[What you should do]
Look for the word "derive" in the records, and copy each line where it appears.

[Entries supplied]

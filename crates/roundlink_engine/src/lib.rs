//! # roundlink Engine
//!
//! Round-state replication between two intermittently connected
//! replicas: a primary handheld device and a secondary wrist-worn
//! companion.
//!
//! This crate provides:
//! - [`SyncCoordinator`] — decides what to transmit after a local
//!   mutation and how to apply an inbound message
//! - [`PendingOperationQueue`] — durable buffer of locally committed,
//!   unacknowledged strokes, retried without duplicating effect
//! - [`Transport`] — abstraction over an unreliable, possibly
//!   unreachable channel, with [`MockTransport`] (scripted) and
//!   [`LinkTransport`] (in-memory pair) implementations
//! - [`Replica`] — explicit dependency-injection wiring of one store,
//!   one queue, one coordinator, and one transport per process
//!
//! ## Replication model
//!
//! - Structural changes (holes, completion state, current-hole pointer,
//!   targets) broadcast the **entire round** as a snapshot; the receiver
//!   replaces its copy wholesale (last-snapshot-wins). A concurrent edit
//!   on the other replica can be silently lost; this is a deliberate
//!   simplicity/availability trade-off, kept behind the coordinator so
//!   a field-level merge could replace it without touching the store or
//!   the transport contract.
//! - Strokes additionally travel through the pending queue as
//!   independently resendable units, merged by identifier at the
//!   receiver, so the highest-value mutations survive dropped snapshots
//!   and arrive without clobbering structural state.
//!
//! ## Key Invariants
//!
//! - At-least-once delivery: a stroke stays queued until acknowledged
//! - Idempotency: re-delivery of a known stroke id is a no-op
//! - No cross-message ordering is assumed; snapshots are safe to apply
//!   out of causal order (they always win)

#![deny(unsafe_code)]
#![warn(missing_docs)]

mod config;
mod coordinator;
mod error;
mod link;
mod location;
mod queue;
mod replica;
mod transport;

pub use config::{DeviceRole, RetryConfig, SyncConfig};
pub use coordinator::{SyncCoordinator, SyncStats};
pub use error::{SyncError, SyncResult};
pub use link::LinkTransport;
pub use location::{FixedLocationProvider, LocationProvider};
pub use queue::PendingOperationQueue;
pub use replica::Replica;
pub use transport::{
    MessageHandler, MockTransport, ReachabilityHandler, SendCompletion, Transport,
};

--

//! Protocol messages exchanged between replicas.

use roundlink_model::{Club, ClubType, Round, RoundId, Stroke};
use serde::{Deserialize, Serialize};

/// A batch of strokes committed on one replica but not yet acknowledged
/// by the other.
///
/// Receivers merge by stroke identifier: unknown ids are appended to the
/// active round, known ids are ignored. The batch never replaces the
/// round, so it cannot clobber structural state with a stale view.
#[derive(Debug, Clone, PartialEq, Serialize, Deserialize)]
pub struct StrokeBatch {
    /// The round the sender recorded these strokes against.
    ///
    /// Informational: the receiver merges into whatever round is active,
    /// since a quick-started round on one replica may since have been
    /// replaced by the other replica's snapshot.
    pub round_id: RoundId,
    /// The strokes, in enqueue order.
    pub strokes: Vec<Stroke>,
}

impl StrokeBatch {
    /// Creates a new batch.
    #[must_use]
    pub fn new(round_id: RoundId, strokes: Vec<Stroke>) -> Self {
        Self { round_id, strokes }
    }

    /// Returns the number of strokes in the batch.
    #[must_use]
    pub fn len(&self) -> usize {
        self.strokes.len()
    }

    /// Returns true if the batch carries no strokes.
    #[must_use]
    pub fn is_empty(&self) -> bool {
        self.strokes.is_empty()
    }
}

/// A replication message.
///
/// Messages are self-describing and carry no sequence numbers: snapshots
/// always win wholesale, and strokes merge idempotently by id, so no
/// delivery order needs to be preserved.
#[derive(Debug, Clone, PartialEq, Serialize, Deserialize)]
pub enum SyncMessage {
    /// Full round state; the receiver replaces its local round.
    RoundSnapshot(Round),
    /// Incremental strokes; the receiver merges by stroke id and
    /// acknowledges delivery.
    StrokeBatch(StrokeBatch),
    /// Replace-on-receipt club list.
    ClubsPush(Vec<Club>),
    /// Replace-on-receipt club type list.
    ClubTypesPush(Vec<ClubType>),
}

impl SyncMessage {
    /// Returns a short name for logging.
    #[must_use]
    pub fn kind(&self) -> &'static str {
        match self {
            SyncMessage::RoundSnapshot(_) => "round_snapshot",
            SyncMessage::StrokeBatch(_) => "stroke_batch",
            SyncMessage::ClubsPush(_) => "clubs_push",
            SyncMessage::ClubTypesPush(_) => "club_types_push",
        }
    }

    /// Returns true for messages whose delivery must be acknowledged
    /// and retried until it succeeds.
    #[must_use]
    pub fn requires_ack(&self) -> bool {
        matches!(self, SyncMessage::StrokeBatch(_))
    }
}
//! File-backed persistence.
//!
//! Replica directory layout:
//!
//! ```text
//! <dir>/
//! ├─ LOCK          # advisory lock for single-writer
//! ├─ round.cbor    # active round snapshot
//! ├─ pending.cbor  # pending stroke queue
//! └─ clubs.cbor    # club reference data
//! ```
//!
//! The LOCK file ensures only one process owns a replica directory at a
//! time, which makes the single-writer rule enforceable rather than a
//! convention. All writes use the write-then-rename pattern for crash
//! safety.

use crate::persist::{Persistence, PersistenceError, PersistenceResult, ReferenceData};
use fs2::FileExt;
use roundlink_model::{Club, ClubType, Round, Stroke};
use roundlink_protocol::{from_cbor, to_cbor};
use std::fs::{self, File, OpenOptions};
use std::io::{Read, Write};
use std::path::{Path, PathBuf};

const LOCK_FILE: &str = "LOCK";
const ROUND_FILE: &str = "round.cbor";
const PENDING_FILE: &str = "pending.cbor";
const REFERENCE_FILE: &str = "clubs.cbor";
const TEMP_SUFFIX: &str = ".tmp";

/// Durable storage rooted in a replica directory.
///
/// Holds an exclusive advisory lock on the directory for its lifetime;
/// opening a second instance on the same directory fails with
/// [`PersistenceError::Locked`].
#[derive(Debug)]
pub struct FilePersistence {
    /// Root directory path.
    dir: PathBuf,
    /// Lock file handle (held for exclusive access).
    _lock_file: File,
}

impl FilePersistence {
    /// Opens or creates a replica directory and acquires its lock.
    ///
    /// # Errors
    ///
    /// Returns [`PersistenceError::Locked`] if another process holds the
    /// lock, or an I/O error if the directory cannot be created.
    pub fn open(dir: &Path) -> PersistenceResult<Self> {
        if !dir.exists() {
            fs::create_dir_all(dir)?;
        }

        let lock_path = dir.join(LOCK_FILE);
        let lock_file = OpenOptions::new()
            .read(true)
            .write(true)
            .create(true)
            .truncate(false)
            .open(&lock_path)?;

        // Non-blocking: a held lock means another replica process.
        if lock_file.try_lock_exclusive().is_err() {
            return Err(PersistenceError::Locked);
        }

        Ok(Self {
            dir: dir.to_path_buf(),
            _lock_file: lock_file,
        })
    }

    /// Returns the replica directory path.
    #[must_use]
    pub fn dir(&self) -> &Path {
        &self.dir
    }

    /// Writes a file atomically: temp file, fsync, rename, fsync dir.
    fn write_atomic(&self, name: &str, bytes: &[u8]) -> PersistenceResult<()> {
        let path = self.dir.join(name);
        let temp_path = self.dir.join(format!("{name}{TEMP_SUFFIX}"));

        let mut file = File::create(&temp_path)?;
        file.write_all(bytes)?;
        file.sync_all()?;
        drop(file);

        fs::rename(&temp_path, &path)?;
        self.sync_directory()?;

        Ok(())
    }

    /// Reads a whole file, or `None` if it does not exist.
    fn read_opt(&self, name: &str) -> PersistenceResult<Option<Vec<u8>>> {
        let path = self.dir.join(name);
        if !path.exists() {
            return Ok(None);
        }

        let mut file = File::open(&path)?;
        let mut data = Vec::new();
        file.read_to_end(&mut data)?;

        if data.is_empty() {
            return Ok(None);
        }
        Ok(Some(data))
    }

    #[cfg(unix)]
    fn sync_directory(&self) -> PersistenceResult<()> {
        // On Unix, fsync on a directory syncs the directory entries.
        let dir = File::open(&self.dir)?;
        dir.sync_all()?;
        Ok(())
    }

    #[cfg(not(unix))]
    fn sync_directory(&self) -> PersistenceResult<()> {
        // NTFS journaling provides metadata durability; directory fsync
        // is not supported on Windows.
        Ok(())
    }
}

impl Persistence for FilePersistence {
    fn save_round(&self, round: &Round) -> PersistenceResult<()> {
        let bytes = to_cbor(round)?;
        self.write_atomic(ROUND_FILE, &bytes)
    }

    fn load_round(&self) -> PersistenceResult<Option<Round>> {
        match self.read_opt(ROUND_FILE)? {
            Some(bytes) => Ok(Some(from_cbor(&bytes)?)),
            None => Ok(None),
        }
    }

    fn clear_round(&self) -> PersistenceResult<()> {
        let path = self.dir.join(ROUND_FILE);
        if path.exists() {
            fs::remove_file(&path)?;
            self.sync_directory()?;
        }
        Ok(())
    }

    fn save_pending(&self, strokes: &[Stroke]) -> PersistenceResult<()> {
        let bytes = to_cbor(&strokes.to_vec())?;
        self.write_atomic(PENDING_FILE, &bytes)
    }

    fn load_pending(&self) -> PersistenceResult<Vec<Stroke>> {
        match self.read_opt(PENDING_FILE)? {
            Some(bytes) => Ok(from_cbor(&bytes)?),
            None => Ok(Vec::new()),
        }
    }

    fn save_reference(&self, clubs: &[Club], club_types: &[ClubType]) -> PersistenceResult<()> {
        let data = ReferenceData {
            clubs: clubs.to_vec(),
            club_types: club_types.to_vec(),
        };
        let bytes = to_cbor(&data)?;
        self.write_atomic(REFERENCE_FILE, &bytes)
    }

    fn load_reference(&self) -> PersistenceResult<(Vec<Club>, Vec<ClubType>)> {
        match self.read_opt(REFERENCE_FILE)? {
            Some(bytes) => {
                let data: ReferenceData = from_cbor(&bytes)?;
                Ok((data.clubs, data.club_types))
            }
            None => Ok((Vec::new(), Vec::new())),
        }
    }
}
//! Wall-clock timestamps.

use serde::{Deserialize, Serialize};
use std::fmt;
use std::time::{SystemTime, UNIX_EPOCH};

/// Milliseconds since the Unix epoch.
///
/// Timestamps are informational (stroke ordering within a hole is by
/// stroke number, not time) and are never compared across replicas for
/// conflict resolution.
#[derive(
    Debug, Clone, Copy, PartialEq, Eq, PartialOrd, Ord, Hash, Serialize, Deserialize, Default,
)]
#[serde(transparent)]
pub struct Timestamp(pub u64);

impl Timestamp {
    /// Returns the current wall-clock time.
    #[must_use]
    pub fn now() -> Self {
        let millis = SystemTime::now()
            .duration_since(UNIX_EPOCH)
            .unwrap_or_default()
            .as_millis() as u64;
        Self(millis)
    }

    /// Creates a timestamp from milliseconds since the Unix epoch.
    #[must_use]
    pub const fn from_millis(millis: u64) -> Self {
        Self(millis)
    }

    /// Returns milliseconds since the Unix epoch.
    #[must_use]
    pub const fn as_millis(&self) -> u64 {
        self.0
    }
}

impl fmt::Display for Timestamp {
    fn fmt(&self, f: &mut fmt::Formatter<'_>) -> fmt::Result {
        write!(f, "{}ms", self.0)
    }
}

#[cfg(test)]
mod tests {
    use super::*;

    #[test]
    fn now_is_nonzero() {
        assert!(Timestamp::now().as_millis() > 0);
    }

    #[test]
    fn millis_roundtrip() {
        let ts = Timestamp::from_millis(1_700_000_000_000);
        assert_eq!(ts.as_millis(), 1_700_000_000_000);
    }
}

[Answer area]
#[derive(Debug, Clone, PartialEq, Serialize, Deserialize)]
#[derive(Debug, Clone, PartialEq, Serialize, Deserialize)]
#[derive(Debug)]
#[derive(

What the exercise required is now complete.